#### WHAT IS NEEDED:
Lines with "Serialize": please show every one of them from the listing below.

___ PROVIDED INFORMATION

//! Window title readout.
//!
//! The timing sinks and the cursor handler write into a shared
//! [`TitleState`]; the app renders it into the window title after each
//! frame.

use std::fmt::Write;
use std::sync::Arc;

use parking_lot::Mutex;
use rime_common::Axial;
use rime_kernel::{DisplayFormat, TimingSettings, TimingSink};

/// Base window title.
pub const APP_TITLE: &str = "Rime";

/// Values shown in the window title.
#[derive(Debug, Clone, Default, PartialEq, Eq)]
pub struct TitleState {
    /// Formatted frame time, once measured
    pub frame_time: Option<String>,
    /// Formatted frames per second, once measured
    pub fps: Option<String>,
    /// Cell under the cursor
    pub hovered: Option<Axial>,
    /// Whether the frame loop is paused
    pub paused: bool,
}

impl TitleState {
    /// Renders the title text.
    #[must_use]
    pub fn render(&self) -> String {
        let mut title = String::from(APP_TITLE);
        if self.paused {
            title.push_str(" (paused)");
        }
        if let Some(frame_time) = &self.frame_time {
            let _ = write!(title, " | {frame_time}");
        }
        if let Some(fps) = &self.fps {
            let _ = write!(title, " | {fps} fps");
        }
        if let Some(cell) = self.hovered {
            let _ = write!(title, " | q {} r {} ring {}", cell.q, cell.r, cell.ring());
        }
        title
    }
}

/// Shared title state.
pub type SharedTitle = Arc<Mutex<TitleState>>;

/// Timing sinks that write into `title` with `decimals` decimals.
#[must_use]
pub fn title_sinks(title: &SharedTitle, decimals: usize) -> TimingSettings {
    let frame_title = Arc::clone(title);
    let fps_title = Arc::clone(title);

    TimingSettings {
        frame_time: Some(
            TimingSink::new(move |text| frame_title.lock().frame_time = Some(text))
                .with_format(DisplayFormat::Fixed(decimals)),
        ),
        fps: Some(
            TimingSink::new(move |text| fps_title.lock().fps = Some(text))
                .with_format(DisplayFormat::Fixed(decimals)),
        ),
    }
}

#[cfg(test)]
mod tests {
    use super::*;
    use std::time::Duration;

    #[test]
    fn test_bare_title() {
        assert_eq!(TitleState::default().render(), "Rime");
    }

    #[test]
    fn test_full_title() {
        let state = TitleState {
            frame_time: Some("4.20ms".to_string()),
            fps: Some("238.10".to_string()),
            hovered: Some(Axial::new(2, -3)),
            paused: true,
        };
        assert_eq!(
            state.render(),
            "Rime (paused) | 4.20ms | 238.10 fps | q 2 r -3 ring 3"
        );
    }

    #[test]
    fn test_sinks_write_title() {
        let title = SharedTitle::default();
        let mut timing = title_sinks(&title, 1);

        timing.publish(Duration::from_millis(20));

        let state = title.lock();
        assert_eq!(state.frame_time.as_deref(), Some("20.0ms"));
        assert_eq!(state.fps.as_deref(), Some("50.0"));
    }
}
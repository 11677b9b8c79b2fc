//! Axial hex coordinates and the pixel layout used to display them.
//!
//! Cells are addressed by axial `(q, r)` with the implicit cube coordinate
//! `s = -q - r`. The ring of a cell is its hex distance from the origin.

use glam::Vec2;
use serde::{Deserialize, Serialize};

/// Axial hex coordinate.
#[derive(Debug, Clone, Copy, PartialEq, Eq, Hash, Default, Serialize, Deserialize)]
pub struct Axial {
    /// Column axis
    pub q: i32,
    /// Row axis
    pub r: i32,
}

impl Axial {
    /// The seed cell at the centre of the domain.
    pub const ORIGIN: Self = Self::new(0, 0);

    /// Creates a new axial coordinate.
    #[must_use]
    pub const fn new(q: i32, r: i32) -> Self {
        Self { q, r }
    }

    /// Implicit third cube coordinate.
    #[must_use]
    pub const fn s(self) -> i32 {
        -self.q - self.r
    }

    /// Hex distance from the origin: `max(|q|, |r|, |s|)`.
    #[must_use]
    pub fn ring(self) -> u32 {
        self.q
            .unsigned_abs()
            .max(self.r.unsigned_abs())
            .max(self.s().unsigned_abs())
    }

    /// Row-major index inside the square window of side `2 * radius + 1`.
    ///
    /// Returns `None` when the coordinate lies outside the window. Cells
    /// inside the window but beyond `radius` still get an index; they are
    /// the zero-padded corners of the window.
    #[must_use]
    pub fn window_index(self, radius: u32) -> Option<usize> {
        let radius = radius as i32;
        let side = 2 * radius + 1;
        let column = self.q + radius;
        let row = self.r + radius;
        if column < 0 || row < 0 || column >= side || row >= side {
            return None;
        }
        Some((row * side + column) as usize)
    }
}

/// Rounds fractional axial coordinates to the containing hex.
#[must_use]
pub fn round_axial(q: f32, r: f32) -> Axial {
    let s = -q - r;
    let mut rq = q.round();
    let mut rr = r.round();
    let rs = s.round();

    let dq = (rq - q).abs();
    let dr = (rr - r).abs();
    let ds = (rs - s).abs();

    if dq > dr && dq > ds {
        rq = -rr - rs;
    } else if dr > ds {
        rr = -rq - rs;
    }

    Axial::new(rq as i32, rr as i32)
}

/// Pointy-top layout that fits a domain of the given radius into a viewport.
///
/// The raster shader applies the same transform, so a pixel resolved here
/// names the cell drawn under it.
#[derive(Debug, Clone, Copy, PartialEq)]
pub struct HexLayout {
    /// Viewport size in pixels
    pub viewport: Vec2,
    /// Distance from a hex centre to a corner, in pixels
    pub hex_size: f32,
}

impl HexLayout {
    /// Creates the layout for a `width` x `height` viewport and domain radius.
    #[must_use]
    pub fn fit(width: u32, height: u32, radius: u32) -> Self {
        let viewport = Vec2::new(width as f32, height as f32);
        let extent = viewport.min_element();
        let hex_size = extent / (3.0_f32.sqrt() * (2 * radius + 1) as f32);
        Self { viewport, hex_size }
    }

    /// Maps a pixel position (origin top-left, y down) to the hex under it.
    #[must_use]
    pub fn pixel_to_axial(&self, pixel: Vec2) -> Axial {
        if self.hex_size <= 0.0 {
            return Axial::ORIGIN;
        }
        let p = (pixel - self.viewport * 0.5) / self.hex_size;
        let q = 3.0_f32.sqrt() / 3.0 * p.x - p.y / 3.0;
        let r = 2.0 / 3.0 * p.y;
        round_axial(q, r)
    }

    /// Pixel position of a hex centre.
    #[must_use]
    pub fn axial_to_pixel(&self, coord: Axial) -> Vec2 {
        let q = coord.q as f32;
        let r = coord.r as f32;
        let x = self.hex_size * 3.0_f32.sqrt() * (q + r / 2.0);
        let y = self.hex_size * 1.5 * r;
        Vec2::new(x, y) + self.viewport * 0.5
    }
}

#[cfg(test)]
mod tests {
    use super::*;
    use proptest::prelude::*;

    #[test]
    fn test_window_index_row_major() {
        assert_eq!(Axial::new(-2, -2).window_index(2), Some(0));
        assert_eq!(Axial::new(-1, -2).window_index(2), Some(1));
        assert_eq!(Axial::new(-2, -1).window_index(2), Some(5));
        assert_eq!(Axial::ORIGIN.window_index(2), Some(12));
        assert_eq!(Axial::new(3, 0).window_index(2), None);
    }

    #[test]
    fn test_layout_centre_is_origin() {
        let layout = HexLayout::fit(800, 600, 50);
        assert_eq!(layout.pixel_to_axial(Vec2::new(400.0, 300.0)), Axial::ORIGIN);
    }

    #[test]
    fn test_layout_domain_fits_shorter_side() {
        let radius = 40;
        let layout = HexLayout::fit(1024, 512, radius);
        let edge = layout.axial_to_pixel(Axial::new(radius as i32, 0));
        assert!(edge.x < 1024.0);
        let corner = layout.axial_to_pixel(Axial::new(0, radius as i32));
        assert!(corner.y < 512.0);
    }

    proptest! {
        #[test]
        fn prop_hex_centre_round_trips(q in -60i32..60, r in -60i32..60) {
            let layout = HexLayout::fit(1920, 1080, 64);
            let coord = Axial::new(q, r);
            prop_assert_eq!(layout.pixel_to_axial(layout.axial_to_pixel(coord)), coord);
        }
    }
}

______

#### RESPONSE FOR THIS EXERCISE:
use serde::{Deserialize, Serialize};
#[derive(Debug, Clone, Copy, PartialEq, Eq, Hash, Default, Serialize, Deserialize)]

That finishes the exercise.